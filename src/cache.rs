use crate::data::MarketDataSource;
use crate::models::{Bar, Interval, Ticker};
use anyhow::{Context, Result};
use chrono::{DateTime, Duration, DurationRound, Utc};
use dashmap::DashMap;
use log::{debug, warn};
use serde::de::DeserializeOwned;
use serde::{Deserialize, Serialize};
use std::fs;
use std::path::{Path, PathBuf};
use std::sync::Arc;

const CACHE_EXTENSION: &str = "bin";

/// Content address for one cached bar series.
#[derive(Debug, Clone, PartialEq, Eq, Hash)]
pub struct CacheKey {
    pub symbol: String,
    pub interval: Interval,
    pub start: DateTime<Utc>,
    pub end: DateTime<Utc>,
}

impl CacheKey {
    fn file_name(&self) -> String {
        format!(
            "{}_{}_{}_{}.{}",
            sanitize_symbol(&self.symbol),
            self.interval.as_str(),
            self.start.timestamp(),
            self.end.timestamp(),
            CACHE_EXTENSION
        )
    }
}

fn sanitize_symbol(symbol: &str) -> String {
    symbol
        .chars()
        .map(|c| if c.is_ascii_alphanumeric() { c } else { '-' })
        .collect()
}

#[derive(Serialize, Deserialize)]
struct CacheEntry<T> {
    stored_at: DateTime<Utc>,
    payload: T,
}

#[derive(Debug, Clone, Copy)]
pub struct CacheStats {
    pub entries: usize,
    pub total_bytes: u64,
}

/// Write-then-rename so concurrent readers never observe a partial file.
/// The temp file lands in the same directory to keep the rename atomic.
pub fn write_atomic<T: Serialize>(path: &Path, payload: &T) -> Result<()> {
    let entry = CacheEntry {
        stored_at: Utc::now(),
        payload,
    };
    let encoded = bincode::serialize(&entry).context("failed to encode cache entry")?;
    let tmp_path = path.with_extension(format!("tmp-{}", fastrand::u64(..)));
    fs::write(&tmp_path, &encoded)
        .with_context(|| format!("failed to write {}", tmp_path.display()))?;
    fs::rename(&tmp_path, path)
        .with_context(|| format!("failed to move cache entry into {}", path.display()))?;
    Ok(())
}

/// Read an entry written by `write_atomic`; `None` when it is older than
/// `expiry_hours`.
pub fn read_fresh<T: DeserializeOwned>(path: &Path, expiry_hours: i64) -> Result<Option<T>> {
    let bytes = match fs::read(path) {
        Ok(bytes) => bytes,
        Err(error) if error.kind() == std::io::ErrorKind::NotFound => return Ok(None),
        Err(error) => {
            return Err(error).with_context(|| format!("failed to read {}", path.display()))
        }
    };
    let entry: CacheEntry<T> = bincode::deserialize(&bytes)
        .with_context(|| format!("failed to decode cache entry {}", path.display()))?;
    if Utc::now() - entry.stored_at > Duration::hours(expiry_hours) {
        return Ok(None);
    }
    Ok(Some(entry.payload))
}

/// File-system cache of bar series keyed by (symbol, interval, start, end),
/// with an in-memory front. Failures to persist are logged, never fatal:
/// the data is re-fetchable.
#[derive(Clone)]
pub struct BarCache {
    dir: PathBuf,
    expiry_hours: i64,
    memory: Arc<DashMap<CacheKey, Vec<Bar>>>,
}

impl BarCache {
    pub fn new(dir: PathBuf, expiry_hours: i64) -> Result<Self> {
        fs::create_dir_all(&dir)
            .with_context(|| format!("failed to create cache directory {}", dir.display()))?;
        Ok(Self {
            dir,
            expiry_hours,
            memory: Arc::new(DashMap::new()),
        })
    }

    pub fn get(&self, key: &CacheKey) -> Option<Vec<Bar>> {
        if let Some(bars) = self.memory.get(key) {
            return Some(bars.clone());
        }

        let path = self.dir.join(key.file_name());
        match read_fresh::<Vec<Bar>>(&path, self.expiry_hours) {
            Ok(Some(bars)) => {
                self.memory.insert(key.clone(), bars.clone());
                Some(bars)
            }
            Ok(None) => None,
            Err(error) => {
                warn!("Failed to read cache entry {}: {:?}", path.display(), error);
                None
            }
        }
    }

    pub fn put(&self, key: &CacheKey, bars: &[Bar]) {
        self.memory.insert(key.clone(), bars.to_vec());
        let path = self.dir.join(key.file_name());
        if let Err(error) = write_atomic(&path, &bars.to_vec()) {
            warn!(
                "Failed to persist cache entry {}: {:?}",
                path.display(),
                error
            );
        }
    }

    pub fn stats(&self) -> Result<CacheStats> {
        let mut entries = 0usize;
        let mut total_bytes = 0u64;
        for item in fs::read_dir(&self.dir)
            .with_context(|| format!("failed to list cache directory {}", self.dir.display()))?
        {
            let item = item?;
            let path = item.path();
            if path.extension().and_then(|e| e.to_str()) == Some(CACHE_EXTENSION) {
                entries += 1;
                total_bytes += item.metadata()?.len();
            }
        }
        Ok(CacheStats {
            entries,
            total_bytes,
        })
    }

    pub fn clear(&self) -> Result<usize> {
        self.memory.clear();
        let mut removed = 0usize;
        for item in fs::read_dir(&self.dir)
            .with_context(|| format!("failed to list cache directory {}", self.dir.display()))?
        {
            let path = item?.path();
            if path.extension().and_then(|e| e.to_str()) == Some(CACHE_EXTENSION) {
                fs::remove_file(&path)
                    .with_context(|| format!("failed to remove {}", path.display()))?;
                removed += 1;
            }
        }
        Ok(removed)
    }
}

/// Read-through/write-through layer in front of a data source. Requests are
/// keyed on the interval-aligned window they cover, so repeated fetches
/// within the expiry window hit the cache.
pub struct CachedDataSource<S> {
    inner: S,
    cache: BarCache,
}

impl<S: MarketDataSource> CachedDataSource<S> {
    pub fn new(inner: S, cache: BarCache) -> Self {
        Self { inner, cache }
    }

    fn window_key(symbol: &str, interval: Interval, limit: usize) -> CacheKey {
        let step = interval.duration();
        let end = Utc::now()
            .duration_trunc(step)
            .unwrap_or_else(|_| Utc::now());
        CacheKey {
            symbol: symbol.to_string(),
            interval,
            start: end - step * limit as i32,
            end,
        }
    }
}

impl<S: MarketDataSource> MarketDataSource for CachedDataSource<S> {
    fn get_klines(&self, symbol: &str, interval: Interval, limit: usize) -> Result<Vec<Bar>> {
        let key = Self::window_key(symbol, interval, limit);
        if let Some(bars) = self.cache.get(&key) {
            debug!("Cache hit for {} {} x{}", symbol, interval.as_str(), limit);
            return Ok(bars);
        }
        let bars = self.inner.get_klines(symbol, interval, limit)?;
        self.cache.put(&key, &bars);
        Ok(bars)
    }

    fn get_ticker(&self, symbol: &str) -> Result<Ticker> {
        self.inner.get_ticker(symbol)
    }
}

#[cfg(test)]
mod tests {
    use super::*;
    use crate::data::SyntheticDataSource;
    use crate::models::ParameterSet;
    use chrono::TimeZone;

    fn key(symbol: &str) -> CacheKey {
        CacheKey {
            symbol: symbol.to_string(),
            interval: Interval::D1,
            start: Utc.with_ymd_and_hms(2024, 1, 1, 0, 0, 0).unwrap(),
            end: Utc.with_ymd_and_hms(2024, 3, 1, 0, 0, 0).unwrap(),
        }
    }

    fn sample_bars(symbol: &str) -> Vec<Bar> {
        SyntheticDataSource::generate(&[symbol.to_string()], Interval::D1, 20, 9)
            .get_klines(symbol, Interval::D1, 20)
            .unwrap()
    }

    #[test]
    fn put_then_get_round_trips() {
        let dir = tempfile::tempdir().unwrap();
        let cache = BarCache::new(dir.path().to_path_buf(), 24).unwrap();
        let bars = sample_bars("AAA");
        cache.put(&key("AAA"), &bars);

        let restored = cache.get(&key("AAA")).unwrap();
        assert_eq!(restored.len(), bars.len());
        assert_eq!(restored[0].close, bars[0].close);

        // A second cache over the same directory sees the persisted entry.
        let reopened = BarCache::new(dir.path().to_path_buf(), 24).unwrap();
        assert!(reopened.get(&key("AAA")).is_some());
    }

    #[test]
    fn expired_entries_are_ignored() {
        let dir = tempfile::tempdir().unwrap();
        let cache = BarCache::new(dir.path().to_path_buf(), 0).unwrap();
        let bars = sample_bars("AAA");
        cache.put(&key("AAA"), &bars);

        // Zero-hour expiry: only the in-memory front can serve it, and a
        // fresh cache over the same directory must treat it as stale.
        let reopened = BarCache::new(dir.path().to_path_buf(), 0).unwrap();
        assert!(reopened.get(&key("AAA")).is_none());
    }

    #[test]
    fn stats_and_clear_cover_cache_files() {
        let dir = tempfile::tempdir().unwrap();
        let cache = BarCache::new(dir.path().to_path_buf(), 24).unwrap();
        cache.put(&key("AAA"), &sample_bars("AAA"));
        cache.put(&key("BBB"), &sample_bars("BBB"));

        let stats = cache.stats().unwrap();
        assert_eq!(stats.entries, 2);
        assert!(stats.total_bytes > 0);

        let removed = cache.clear().unwrap();
        assert_eq!(removed, 2);
        assert_eq!(cache.stats().unwrap().entries, 0);
        assert!(cache.get(&key("AAA")).is_none());
    }

    #[test]
    fn parameter_set_round_trips_within_tolerance() {
        let dir = tempfile::tempdir().unwrap();
        let path = dir.path().join("params.bin");
        let mut params = ParameterSet::new();
        params.insert("shortPeriod".to_string(), 5.0);
        params.insert("signalThreshold".to_string(), 0.012_345_678_9);
        params.insert("positionMultiplier".to_string(), 1.5 + 1e-13);

        write_atomic(&path, &params).unwrap();
        let restored: ParameterSet = read_fresh(&path, 24).unwrap().unwrap();
        assert_eq!(restored.len(), params.len());
        for (name, value) in &params {
            assert!((restored[name] - value).abs() < 1e-9, "{}", name);
        }
    }

    #[test]
    fn cached_source_serves_repeat_requests_from_disk() {
        let dir = tempfile::tempdir().unwrap();
        let cache = BarCache::new(dir.path().to_path_buf(), 24).unwrap();
        let inner = SyntheticDataSource::generate(&["AAA".to_string()], Interval::D1, 50, 4);
        let source = CachedDataSource::new(inner, cache.clone());

        let first = source.get_klines("AAA", Interval::D1, 50).unwrap();
        assert_eq!(cache.stats().unwrap().entries, 1);
        let second = source.get_klines("AAA", Interval::D1, 50).unwrap();
        assert_eq!(first.len(), second.len());
        assert_eq!(cache.stats().unwrap().entries, 1);
    }
}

_____

In restating the data, begin at its first line, reproduce each line word for word, and conclude with the line that contains "let entry = CacheEntry".

filename src/cache.rs
use crate::data::MarketDataSource;
use crate::models::{Bar, Interval, Ticker};
use anyhow::{Context, Result};
use chrono::{DateTime, Duration, DurationRound, Utc};
use dashmap::DashMap;
use log::{debug, warn};
use serde::de::DeserializeOwned;
use serde::{Deserialize, Serialize};
use std::fs;
use std::path::{Path, PathBuf};
use std::sync::Arc;

const CACHE_EXTENSION: &str = "bin";

/// Content address for one cached bar series.
#[derive(Debug, Clone, PartialEq, Eq, Hash)]
pub struct CacheKey {
    pub symbol: String,
    pub interval: Interval,
    pub start: DateTime<Utc>,
    pub end: DateTime<Utc>,
}

impl CacheKey {
    fn file_name(&self) -> String {
        format!(
            "{}_{}_{}_{}.{}",
            sanitize_symbol(&self.symbol),
            self.interval.as_str(),
            self.start.timestamp(),
            self.end.timestamp(),
            CACHE_EXTENSION
        )
    }
}

fn sanitize_symbol(symbol: &str) -> String {
    symbol
        .chars()
        .map(|c| if c.is_ascii_alphanumeric() { c } else { '-' })
        .collect()
}

#[derive(Serialize, Deserialize)]
struct CacheEntry<T> {
    stored_at: DateTime<Utc>,
    payload: T,
}

#[derive(Debug, Clone, Copy)]
pub struct CacheStats {
    pub entries: usize,
    pub total_bytes: u64,
}

/// Write-then-rename so concurrent readers never observe a partial file.
/// The temp file lands in the same directory to keep the rename atomic.
pub fn write_atomic<T: Serialize>(path: &Path, payload: &T) -> Result<()> {
    let entry = CacheEntry {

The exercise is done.